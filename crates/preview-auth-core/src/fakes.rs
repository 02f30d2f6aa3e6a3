//! In-memory fakes for the collaborator traits (testing only)
//!
//! Provides `MemoryMergeRequestSource` and `MemoryClientRegistry`, which honour
//! the trait contracts and let tests inject failures and inspect the calls
//! the reconciler made.

use std::collections::{BTreeMap, HashMap};
use std::sync::Mutex;

use async_trait::async_trait;

use crate::domain::{ClientRecord, MergeRequest, MergeRequestId};
use crate::error::{RegistryError, RegistryResult, SourceError, SourceResult};
use crate::traits::{ClientRegistry, MergeRequestSource};

// ---------------------------------------------------------------------------
// MemoryMergeRequestSource
// ---------------------------------------------------------------------------

#[derive(Debug, Default)]
struct SourceState {
    open: Vec<MergeRequest>,
    failure: Option<SourceError>,
    sticky: bool,
    calls: usize,
}

/// Merge-request source backed by a `Vec` the test mutates between cycles.
#[derive(Debug, Default)]
pub struct MemoryMergeRequestSource {
    state: Mutex<SourceState>,
}

impl MemoryMergeRequestSource {
    pub fn new() -> Self {
        Self::default()
    }

    pub fn with_open(open: Vec<MergeRequest>) -> Self {
        let source = Self::default();
        source.set_open(open);
        source
    }

    /// Replace the whole listing.
    pub fn set_open(&self, open: Vec<MergeRequest>) {
        self.state.lock().unwrap().open = open;
    }

    pub fn open(&self, id: u64, title: &str) {
        self.state
            .lock()
            .unwrap()
            .open
            .push(MergeRequest::new(id, title));
    }

    pub fn close(&self, id: u64) {
        self.state
            .lock()
            .unwrap()
            .open
            .retain(|mr| mr.id != MergeRequestId(id));
    }

    /// Fail the next listing only.
    pub fn fail_next(&self, error: SourceError) {
        let mut state = self.state.lock().unwrap();
        state.failure = Some(error);
        state.sticky = false;
    }

    /// Fail every listing until [`recover`](Self::recover) is called.
    pub fn fail_always(&self, error: SourceError) {
        let mut state = self.state.lock().unwrap();
        state.failure = Some(error);
        state.sticky = true;
    }

    pub fn recover(&self) {
        self.state.lock().unwrap().failure = None;
    }

    /// Number of times `list_open` was called.
    pub fn calls(&self) -> usize {
        self.state.lock().unwrap().calls
    }
}

#[async_trait]
impl MergeRequestSource for MemoryMergeRequestSource {
    async fn list_open(&self) -> SourceResult<Vec<MergeRequest>> {
        let mut state = self.state.lock().unwrap();
        state.calls += 1;
        if let Some(error) = state.failure.clone() {
            if !state.sticky {
                state.failure = None;
            }
            return Err(error);
        }
        Ok(state.open.clone())
    }
}

// ---------------------------------------------------------------------------
// MemoryClientRegistry
// ---------------------------------------------------------------------------

/// A call observed by [`MemoryClientRegistry`].
#[derive(Debug, Clone, PartialEq, Eq)]
pub enum RegistryCall {
    List,
    Create(String),
    Delete(String),
}

#[derive(Debug, Default)]
struct RegistryState {
    clients: BTreeMap<String, ClientRecord>,
    list_failure: Option<RegistryError>,
    create_failures: HashMap<String, RegistryError>,
    delete_failures: HashMap<String, RegistryError>,
    calls: Vec<RegistryCall>,
}

/// Client registry backed by a `BTreeMap<client id, record>`.
#[derive(Debug, Default)]
pub struct MemoryClientRegistry {
    state: Mutex<RegistryState>,
}

impl MemoryClientRegistry {
    pub fn new() -> Self {
        Self::default()
    }

    pub fn with_clients(clients: impl IntoIterator<Item = ClientRecord>) -> Self {
        let registry = Self::default();
        for client in clients {
            registry.insert(client);
        }
        registry
    }

    /// Store a client directly, bypassing the call log.
    pub fn insert(&self, client: ClientRecord) {
        self.state
            .lock()
            .unwrap()
            .clients
            .insert(client.id.clone(), client);
    }

    pub fn contains(&self, id: &str) -> bool {
        self.state.lock().unwrap().clients.contains_key(id)
    }

    pub fn client(&self, id: &str) -> Option<ClientRecord> {
        self.state.lock().unwrap().clients.get(id).cloned()
    }

    /// Stored client ids in sorted order.
    pub fn client_ids(&self) -> Vec<String> {
        self.state.lock().unwrap().clients.keys().cloned().collect()
    }

    /// Make `list_clients` fail (or succeed again with `None`).
    pub fn fail_list(&self, error: Option<RegistryError>) {
        self.state.lock().unwrap().list_failure = error;
    }

    pub fn fail_create_for(&self, id: &str, error: RegistryError) {
        self.state
            .lock()
            .unwrap()
            .create_failures
            .insert(id.to_string(), error);
    }

    pub fn fail_delete_for(&self, id: &str, error: RegistryError) {
        self.state
            .lock()
            .unwrap()
            .delete_failures
            .insert(id.to_string(), error);
    }

    pub fn calls(&self) -> Vec<RegistryCall> {
        self.state.lock().unwrap().calls.clone()
    }

    /// Ids passed to `create_client`, in call order.
    pub fn creates(&self) -> Vec<String> {
        self.calls()
            .into_iter()
            .filter_map(|call| match call {
                RegistryCall::Create(id) => Some(id),
                _ => None,
            })
            .collect()
    }

    /// Ids passed to `delete_client`, in call order.
    pub fn deletes(&self) -> Vec<String> {
        self.calls()
            .into_iter()
            .filter_map(|call| match call {
                RegistryCall::Delete(id) => Some(id),
                _ => None,
            })
            .collect()
    }

    pub fn clear_calls(&self) {
        self.state.lock().unwrap().calls.clear();
    }
}

#[async_trait]
impl ClientRegistry for MemoryClientRegistry {
    async fn list_clients(&self) -> RegistryResult<Vec<ClientRecord>> {
        let mut state = self.state.lock().unwrap();
        state.calls.push(RegistryCall::List);
        if let Some(error) = state.list_failure.clone() {
            return Err(error);
        }
        Ok(state.clients.values().cloned().collect())
    }

    async fn create_client(&self, client: ClientRecord) -> RegistryResult<ClientRecord> {
        let mut state = self.state.lock().unwrap();
        state.calls.push(RegistryCall::Create(client.id.clone()));
        if let Some(error) = state.create_failures.get(&client.id) {
            return Err(error.clone());
        }
        if state.clients.contains_key(&client.id) {
            return Err(RegistryError::AlreadyExists(client.id));
        }
        state.clients.insert(client.id.clone(), client.clone());
        Ok(client)
    }

    async fn delete_client(&self, id: &str) -> RegistryResult<()> {
        let mut state = self.state.lock().unwrap();
        state.calls.push(RegistryCall::Delete(id.to_string()));
        if let Some(error) = state.delete_failures.get(id) {
            return Err(error.clone());
        }
        state
            .clients
            .remove(id)
            .map(|_| ())
            .ok_or_else(|| RegistryError::NotFound(id.to_string()))
    }
}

# # # #

> [WHAT YOU ARE ASKED TO DO]: Go through the material and copy each line that contains "SourceResult".

> [RESULT OF THE TASK]:
use crate::error::{RegistryError, RegistryResult, SourceError, SourceResult};
    async fn list_open(&self) -> SourceResult<Vec<MergeRequest>> {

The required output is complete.